Today’s Question & Answer session comes to us courtesy of SuperUser—a subdivision of Stack Exchange, a community-driven grouping of Q&A web sites.

Screenshot courtesy of Linux Screenshots (Flickr).

The Question

SuperUser reader Kunal Chopra wants to know how his computer can still receive data if all incoming connections have been blocked:

If your ISP or firewall is blocking all incoming connections, how can web servers still send data to your browser? You send the request (outgoing) and the server sends data (incoming). If you block all incoming connections, how can the web server respond?

What about video streaming and multi-player games where UDP comes into use? UDP is connectionless, so there is no connection to be established, so how does the firewall or ISP handle that?

How is data still able to reach Kunal's computer if all incoming connections have been blocked?

The Answer

SuperUser contributor gowenfawr has the answer for us:

"Incoming block" means that incoming new connections are blocked, but established traffic is allowed. So if outbound new connections are allowed, then the incoming half of that exchange is okay.
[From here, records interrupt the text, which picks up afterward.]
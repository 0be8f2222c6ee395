use anyhow::{Context, Result};
use ouroboros::self_referencing;

use winit::application::ApplicationHandler;
use winit::dpi::PhysicalSize;
use winit::event::{ElementState, KeyEvent, WindowEvent};
use winit::event_loop::{ActiveEventLoop, ControlFlow, EventLoop};
use winit::keyboard::{KeyCode, PhysicalKey};
use winit::window::{Window, WindowId};

use crate::device::SurfaceErrorAction;
use crate::error::FrameError;
use crate::frame::FrameBuffer;
use crate::session::{FrameSession, SessionConfig};
use crate::source::FrameSource;
use crate::time::FrameClock;

/// Window configuration.
#[derive(Debug, Clone)]
pub struct RuntimeConfig {
    pub title: String,

    /// Integer upscale from frame pixels to window pixels.
    pub scale: u32,
}

impl Default for RuntimeConfig {
    fn default() -> Self {
        Self {
            title: "framecast".to_string(),
            scale: 1,
        }
    }
}

/// Entry point for the runtime.
pub struct Runtime;

impl Runtime {
    /// Opens one window and presents frames from `source` until it is closed.
    ///
    /// The window is not resizable; the drawable keeps its initial size.
    pub fn run<S>(config: RuntimeConfig, session: SessionConfig, source: S) -> Result<()>
    where
        S: FrameSource + 'static,
    {
        let (width, height) = source.size();
        anyhow::ensure!(
            width > 0 && height > 0,
            "frame source has zero size {width}x{height}"
        );

        let frame = FrameBuffer::new(width, height).context("frame source size is too large")?;
        let event_loop = EventLoop::new().context("failed to create winit EventLoop")?;

        let mut state = AppState {
            config,
            session,
            source,
            frame,
            clock: FrameClock::new(),
            entry: None,
            failure: None,
        };

        event_loop
            .run_app(&mut state)
            .context("winit event loop terminated with error")?;

        match state.failure.take() {
            Some(err) => Err(err),
            None => Ok(()),
        }
    }
}

#[self_referencing]
struct WindowEntry {
    window: Window,

    #[borrows(window)]
    #[covariant]
    session: FrameSession<'this>,
}

struct AppState<S>
where
    S: FrameSource + 'static,
{
    config: RuntimeConfig,
    session: SessionConfig,
    source: S,

    /// Reused every frame; the session copies it during upload.
    frame: FrameBuffer,
    clock: FrameClock,

    entry: Option<WindowEntry>,

    /// First fatal error; returned from `Runtime::run`.
    failure: Option<anyhow::Error>,
}

impl<S> AppState<S>
where
    S: FrameSource + 'static,
{
    fn fail(&mut self, event_loop: &ActiveEventLoop, err: anyhow::Error) {
        log::error!("{err:#}");
        if self.failure.is_none() {
            self.failure = Some(err);
        }
        self.entry = None;
        event_loop.exit();
    }

    fn create_window_entry(&self, event_loop: &ActiveEventLoop) -> Result<WindowEntry> {
        let (width, height) = self.frame.size();
        let (window_width, window_height) = window_size(width, height, self.config.scale)?;

        let attrs = Window::default_attributes()
            .with_title(self.config.title.clone())
            .with_inner_size(PhysicalSize::new(window_width, window_height))
            .with_resizable(false);

        let window = event_loop
            .create_window(attrs)
            .context("failed to create window")?;

        // Window managers may ignore the requested size; draw to what we got.
        let inner = window.inner_size();
        let mut session_config = self.session.clone();
        session_config.surface_size = if inner.width > 0 && inner.height > 0 {
            Some((inner.width, inner.height))
        } else {
            Some((window_width, window_height))
        };

        let entry = WindowEntryTryBuilder {
            window,
            session_builder: |w| {
                pollster::block_on(FrameSession::new(w, width, height, &session_config))
            },
        }
        .try_build()
        .context("GPU initialization failed")?;

        entry.with_session(|session| {
            if let Some(alpha_mode) = session.gpu().alpha_mode() {
                log::debug!("window surface alpha mode: {alpha_mode:?}");
            }
        });

        Ok(entry)
    }

    fn draw_frame(&mut self, event_loop: &ActiveEventLoop) {
        let Some(entry) = self.entry.as_ref() else {
            return;
        };

        let time = self.clock.tick();
        self.source.render(&time, &mut self.frame);

        let frame = &self.frame;
        let result = entry.with(|fields| {
            fields.session.upload_frame(frame)?;
            fields.window.pre_present_notify();
            fields.session.present()
        });

        match result {
            Ok(()) => {}
            Err(FrameError::Surface(err)) => match SurfaceErrorAction::classify(&err) {
                SurfaceErrorAction::SkipFrame => {
                    log::warn!("skipping frame {}: {err}", time.frame_index);
                }
                SurfaceErrorAction::Fatal => {
                    self.fail(
                        event_loop,
                        anyhow::Error::new(err).context("presentation surface is unusable"),
                    );
                }
            },
            Err(err) => {
                self.fail(event_loop, anyhow::Error::new(err).context("frame upload failed"));
            }
        }
    }
}

/// Window inner size for a frame shown at an integer `scale` (0 is treated as 1).
fn window_size(width: u32, height: u32, scale: u32) -> Result<(u32, u32)> {
    let scale = scale.max(1);
    let scaled = width.checked_mul(scale).zip(height.checked_mul(scale));
    scaled.with_context(|| format!("{width}x{height} frame at {scale}x overflows the window size"))
}

impl<S> ApplicationHandler for AppState<S>
where
    S: FrameSource + 'static,
{
    fn resumed(&mut self, event_loop: &ActiveEventLoop) {
        if self.entry.is_some() || self.failure.is_some() {
            return;
        }

        match self.create_window_entry(event_loop) {
            Ok(entry) => {
                entry.with_window(|w| w.request_redraw());
                self.clock.reset();
                self.entry = Some(entry);
            }
            Err(err) => self.fail(event_loop, err),
        }
    }

    fn about_to_wait(&mut self, event_loop: &ActiveEventLoop) {
        event_loop.set_control_flow(ControlFlow::Wait);

        // Continuous redraw: every frame pulls a new image from the source.
        if let Some(entry) = self.entry.as_ref() {
            entry.with_window(|w| w.request_redraw());
        }
    }

    fn window_event(
        &mut self,
        event_loop: &ActiveEventLoop,
        _window_id: WindowId,
        event: WindowEvent,
    ) {
        match event {
            WindowEvent::CloseRequested
            | WindowEvent::KeyboardInput {
                event:
                    KeyEvent {
                        physical_key: PhysicalKey::Code(KeyCode::Escape),
                        state: ElementState::Pressed,
                        ..
                    },
                ..
            } => {
                self.entry = None;
                event_loop.exit();
            }

            WindowEvent::RedrawRequested => self.draw_frame(event_loop),

            _ => {}
        }
    }
}
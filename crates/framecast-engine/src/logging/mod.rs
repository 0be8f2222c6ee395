//! Process-wide logger setup.
//!
//! Engine code logs through the `log` macros only; binaries install the
//! `env_logger` backend with [`init_logging`].

mod init;

pub use init::{init_logging, LoggingConfig};
use std::time::{Duration, Instant};

/// Frame timing snapshot.
#[derive(Debug, Copy, Clone)]
pub struct FrameTime {
    /// Time since the previous tick, in seconds (clamped).
    pub dt: f32,

    /// Sum of clamped deltas since the clock started, in seconds.
    ///
    /// Long stalls advance this by at most the clamp maximum, so animations
    /// driven from it resume where they paused instead of jumping.
    pub elapsed: f64,

    /// Monotonic timestamp taken at the tick.
    pub now: Instant,

    /// Monotonic frame counter, starting at 0.
    pub frame_index: u64,
}

/// Produces `FrameTime` snapshots.
///
/// Delta time is clamped to avoid pathological values when the application is paused
/// by the debugger, minimized, or stalls.
#[derive(Debug, Clone)]
pub struct FrameClock {
    last: Instant,
    elapsed: f64,
    frame_index: u64,
    dt_min: Duration,
    dt_max: Duration,
}

impl FrameClock {
    /// Creates a new clock with default clamps (0.1 ms to 250 ms).
    pub fn new() -> Self {
        Self::with_clamps(Duration::from_micros(100), Duration::from_millis(250))
    }

    /// Creates a clock with custom delta-time clamps.
    pub fn with_clamps(dt_min: Duration, dt_max: Duration) -> Self {
        debug_assert!(dt_min <= dt_max);
        Self {
            last: Instant::now(),
            elapsed: 0.0,
            frame_index: 0,
            dt_min,
            dt_max,
        }
    }

    /// Resets the delta baseline without touching `elapsed` or the frame counter.
    pub fn reset(&mut self) {
        self.last = Instant::now();
    }

    /// Advances the clock and returns a new `FrameTime`.
    pub fn tick(&mut self) -> FrameTime {
        self.tick_at(Instant::now())
    }

    fn tick_at(&mut self, now: Instant) -> FrameTime {
        let dt = now
            .saturating_duration_since(self.last)
            .clamp(self.dt_min, self.dt_max);

        self.last = now;
        self.elapsed += dt.as_secs_f64();

        let ft = FrameTime {
            dt: dt.as_secs_f32(),
            elapsed: self.elapsed,
            now,
            frame_index: self.frame_index,
        };

        self.frame_index = self.frame_index.wrapping_add(1);

        ft
    }
}

impl Default for FrameClock {
    fn default() -> Self {
        Self::new()
    }
}

#[cfg(test)]
mod tests {
    use super::*;

    #[test]
    fn frame_index_counts_from_zero() {
        let mut clock = FrameClock::new();
        assert_eq!(clock.tick().frame_index, 0);
        assert_eq!(clock.tick().frame_index, 1);
        assert_eq!(clock.tick().frame_index, 2);
    }

    #[test]
    fn long_stall_is_clamped_to_max() {
        let mut clock = FrameClock::with_clamps(Duration::from_millis(1), Duration::from_millis(50));
        let later = clock.last + Duration::from_secs(10);
        let ft = clock.tick_at(later);
        assert!((ft.dt - 0.05).abs() < 1e-6);
        assert!((ft.elapsed - 0.05).abs() < 1e-9);
    }

    #[test]
    fn tiny_delta_is_raised_to_min() {
        let mut clock = FrameClock::with_clamps(Duration::from_millis(1), Duration::from_millis(50));
        let same = clock.last;
        let ft = clock.tick_at(same);
        assert!((ft.dt - 0.001).abs() < 1e-6);
    }

    #[test]
    fn elapsed_accumulates_clamped_deltas() {
        let mut clock = FrameClock::with_clamps(Duration::from_millis(1), Duration::from_millis(50));
        let start = clock.last;
        clock.tick_at(start + Duration::from_millis(20));
        let ft = clock.tick_at(start + Duration::from_millis(40));
        assert!((ft.elapsed - 0.04).abs() < 1e-9);
    }
}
The firewall manages this by tracking the state of connections (such a firewall is often called a Stateful Firewall). It sees the outgoing TCP/SYN and allows it. It sees an incoming SYN/ACK, verifies that it matches the outbound SYN it saw, lets that through, and so on. If it permits a three-way handshake (i.e. it is allowed by the firewall rules), it will allow that exchange. And when it sees the end of that exchange (FINs or RST), it will take that connection off the list of allowed packets.

UDP is done similarly, although it involves the firewall remembering enough to pretend that UDP has a connection or session (which UDP does not).